From Opposition to Participation: Did the Role of Patent Opponents Upgrade?

A Primer on Pre-Grant Opposition

Let’s dig into the intriguing patent grant procedures and the crucial role of pre-grant opponents in influencing the fate of patents in the intellectual property realm.

A patent is an exclusive right provided to the inventor under the Patents Act, 1970, to exploit his inventions for a specific period of time. Being one of the most important tangible intellectual properties, it plays a crucial role in promoting innovation and economic development by providing inventors with privileges and means to protect their creations.

The Patent Act of 1970 provides the procedure for patenting inventions. It begins with an application made to the controller as provided under the Act, along with the filing of specification of the invention. The controller publishes the application to give a chance to public to oppose or object the grant of patent. Oppositions are invited from the public to raise objections against the grant of a patent, and if no opposition arises or the dispute is settled in favour of the inventor, the patent is legally awarded, conferring the patentee with certain rights.

Opposition serves as a crucial mechanism for maintaining balance in promoting the growth of new innovations and ensuring that patents are granted on merit.
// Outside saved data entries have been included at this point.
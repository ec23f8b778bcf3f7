//! Strand
//!
//! A single-threaded cooperative task runtime with cascading cancellation,
//! runaway detection and an uncaught error handler chain.
//!
//! # Example
//!
//! ```rust
//! use strand::{from_fn, Config, Scheduler, Step};
//!
//! let scheduler = Scheduler::new(Config::development());
//! let mut remaining = 3;
//! let subscription = scheduler.submit(from_fn(move |_cx| {
//!     if remaining == 0 {
//!         return Ok(Step::Complete);
//!     }
//!     remaining -= 1;
//!     Ok(Step::Yield)
//! }));
//!
//! scheduler.drain()?;
//! assert!(subscription.state().is_terminal());
//! assert!(!subscription.is_cancelled());
//! # Ok::<(), strand::RuntimeError>(())
//! ```

#![doc(html_root_url = "https://docs.rs/strand")]
#![warn(rust_2018_idioms)]

// Public modules
pub mod runtime;
pub mod workload;

// Utility modules
pub mod util;

// Re-exports
pub use runtime::dispatch::{
    handler_fn, uncaught_error_count, DispatchOutcome, ErrorDispatcher, ErrorHandler, ErrorRecord,
    Fault, HandlerId,
};
pub use runtime::errors::{
    DispatchDefect, InvalidTransition, RunawayError, RuntimeError, RuntimeResult, TaskError,
    ValidationError,
};
pub use runtime::scheduler::{
    from_fn, once, DrainReport, Scheduler, StatsSnapshot, Step, StepResult, Subscription,
    TaskContext, TaskId, TaskOptions, TaskPriority, TaskState, Work,
};
pub use util::config::{load_config, Config, ConfigBuilder, ConfigError, Environment};
pub use util::logger::{LogContext, LogLevel, Logger, LoggerKind, ProxyLogger};
pub use workload::{run, RunReport, Workload};

/// Crate version
pub const VERSION: &str = env!("CARGO_PKG_VERSION");

/// Crate name
pub const NAME: &str = "strand";
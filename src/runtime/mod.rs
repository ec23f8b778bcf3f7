//! Runtime system
//!
//! This module contains the cooperative scheduler, its subscriptions and the
//! uncaught error dispatch chain.

pub mod dispatch;
pub mod errors;
pub mod scheduler;
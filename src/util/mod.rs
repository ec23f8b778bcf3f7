//! Utility types and functions

pub mod config;
pub mod logger;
This procedural aspect allows third parties to voice concerns or contest the grant of a patent, contributing to the overall scrutiny of patent applications. By providing a platform for opposition, the patent system incorporates a form of checks and balances.
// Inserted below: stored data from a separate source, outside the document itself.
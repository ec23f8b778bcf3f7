//! Ordering and completion through the public API.

use std::cell::RefCell;
use std::rc::Rc;

use strand::{
    from_fn, once, run, Config, Environment, LoggerKind, Scheduler, Step, TaskOptions,
    TaskPriority, TaskState, Workload,
};

#[test]
fn test_equal_priority_runs_fifo_and_higher_first() {
    let scheduler = Scheduler::new(Config::production());
    let order = Rc::new(RefCell::new(Vec::new()));
    let plan = [
        ("n1", TaskPriority::Normal),
        ("l1", TaskPriority::Low),
        ("n2", TaskPriority::Normal),
        ("h1", TaskPriority::High),
        ("n3", TaskPriority::Normal),
    ];
    for (label, priority) in plan {
        let order = order.clone();
        scheduler.submit_with(
            TaskOptions::new().with_priority(priority),
            once(move |_cx| {
                order.borrow_mut().push(label);
                Ok(())
            }),
        );
    }
    scheduler.drain().unwrap();
    assert_eq!(*order.borrow(), vec!["h1", "n1", "n2", "n3", "l1"]);
}

#[test]
fn test_parent_completes_after_children() {
    let scheduler = Scheduler::new(Config::production());
    let order = Rc::new(RefCell::new(Vec::new()));

    let log = order.clone();
    let parent = scheduler.submit(from_fn(move |cx| {
        for name in ["a", "b"] {
            let log = log.clone();
            let mut yields = 2;
            cx.spawn(from_fn(move |_cx| {
                if yields > 0 {
                    yields -= 1;
                    return Ok(Step::Yield);
                }
                log.borrow_mut().push(name);
                Ok(Step::Complete)
            }));
        }
        log.borrow_mut().push("parent-step");
        Ok(Step::Complete)
    }));

    scheduler.run_tick().unwrap();
    assert_eq!(parent.state(), TaskState::Running);

    scheduler.drain().unwrap();
    assert_eq!(parent.state(), TaskState::Completed);
    assert_eq!(*order.borrow(), vec!["parent-step", "a", "b"]);
}

#[test]
fn test_workload_report_serializes() {
    let config = Config::builder(Environment::Production)
        .logger(LoggerKind::None)
        .build();
    let report = run(config, &Workload::default());
    let json = serde_json::to_value(&report).unwrap();
    assert_eq!(json["config"]["environment"], "production");
    assert_eq!(json["drain"]["bound_reached"], false);
    assert_eq!(json["stats"]["completed"], 16);
}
The Patent Act, 1970, provides that “any” person has the right to raise objections based on the reasons cited under Section 25(1) of the Act to the controller regarding the issuance of a patent prior to its grant.  Before Patents (Amendment) Act, 2005, only “interested” people or those who were involved in the particular areas of inventions for which patent application was made could question the validity of patents before its grant. Following the amendment in 2005, any person whether skilled or unskilled in that area of that particular invention could oppose a grant of patent.

Opponents can raise both technical and formal objections with respect to pending patent applications during pre-grant opposition process. The objections given under Section 25(1) of the Patents Act, 1970, include wrongful obtainment, prior claim, non-disclosure, obviousness, insufficient description, etc.
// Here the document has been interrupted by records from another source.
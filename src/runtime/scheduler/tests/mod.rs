//! Scheduler 单元测试
//!
//! 测试任务标识、生命周期状态、优先级与调度行为


use crate::runtime::scheduler::{TaskId, TaskOptions, TaskPriority, TaskState, PRIORITY_COUNT};

#[cfg(test)]
mod task_id_tests {
    use super::*;

    #[test]
    fn test_task_id_inner() {
        let id = TaskId(1);
        assert_eq!(id.inner(), 1);
        assert_eq!(usize::from(id), 1);
        assert_eq!(TaskId::from(9), TaskId(9));
    }

    #[test]
    fn test_task_id_display() {
        assert_eq!(TaskId(3).to_string(), "Task(3)");
    }

    #[test]
    fn test_task_id_ordering() {
        assert!(TaskId(1) < TaskId(2));
        assert_ne!(TaskId(1), TaskId(2));
    }
}

#[cfg(test)]
mod task_state_tests {
    use super::*;

    #[test]
    fn test_terminal_states() {
        assert!(!TaskState::Created.is_terminal());
        assert!(!TaskState::Scheduled.is_terminal());
        assert!(!TaskState::Running.is_terminal());
        assert!(TaskState::Completed.is_terminal());
        assert!(TaskState::Cancelled.is_terminal());
        assert!(TaskState::Errored.is_terminal());
    }

    #[test]
    fn test_lifecycle_edges() {
        use TaskState::*;
        assert!(Created.can_transition_to(Scheduled));
        assert!(Scheduled.can_transition_to(Running));
        assert!(Running.can_transition_to(Completed));
        assert!(Running.can_transition_to(Errored));
        for from in [Created, Scheduled, Running] {
            assert!(from.can_transition_to(Cancelled));
        }
    }

    #[test]
    fn test_rejected_edges() {
        use TaskState::*;
        assert!(!Created.can_transition_to(Running));
        assert!(!Scheduled.can_transition_to(Completed));
        assert!(!Scheduled.can_transition_to(Errored));
        assert!(!Running.can_transition_to(Scheduled));
        for terminal in [Completed, Cancelled, Errored] {
            for to in [Created, Scheduled, Running, Completed, Cancelled, Errored] {
                assert!(!terminal.can_transition_to(to), "{} -> {}", terminal, to);
            }
        }
    }
}

#[cfg(test)]
mod task_priority_tests {
    use super::*;

    #[test]
    fn test_default_priority() {
        assert_eq!(TaskPriority::default(), TaskPriority::Normal);
    }

    #[test]
    fn test_priority_order() {
        assert_eq!(TaskPriority::ALL.len(), PRIORITY_COUNT);
        for (index, priority) in TaskPriority::ALL.iter().enumerate() {
            assert_eq!(priority.index(), index);
        }
        assert!(TaskPriority::Highest < TaskPriority::Lowest);
    }
}

#[cfg(test)]
mod task_options_tests {
    use super::*;

    #[test]
    fn test_options_builder() {
        let options = TaskOptions::new()
            .with_name("render")
            .with_priority(TaskPriority::Low)
            .with_parent(TaskId(4));
        assert_eq!(options.name.as_deref(), Some("render"));
        assert_eq!(options.priority, TaskPriority::Low);
        assert_eq!(options.parent, Some(TaskId(4)));
    }

    #[test]
    fn test_options_default() {
        let options = TaskOptions::default();
        assert!(options.name.is_none());
        assert_eq!(options.priority, TaskPriority::Normal);
        assert!(options.parent.is_none());
    }
}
According to Rule 55 of the Patents Rules 2003, a pre-grant opposition representation must be submitted through Form 7(A) to the applicable patent office branch, with a copy sent to the applicant. The submission should encompass a case statement and any accompanying evidence to prove the opponent’s claim. After the request is made by the opponent, a hearing can be held by the controller. The Controller is authorized to review such representations only upon request to examine the patent application.

After reviewing the representation, if the controller believes that the patent application should be denied or modified, a notice to that effect will be sent to the applicant. After receiving such notice, the applicant must submit a copy of the reply to the oppositions with relevant evidence to the controller and sharing the same with the opponent. After examining the submissions of both parties, the controller will make a decision on how to proceed with the application.

Recent Interpretation of the Pre-Grant Opposition Process in view of the Participation of Opponents

Do these pre-grant opponents claim to participate in the patent examination process?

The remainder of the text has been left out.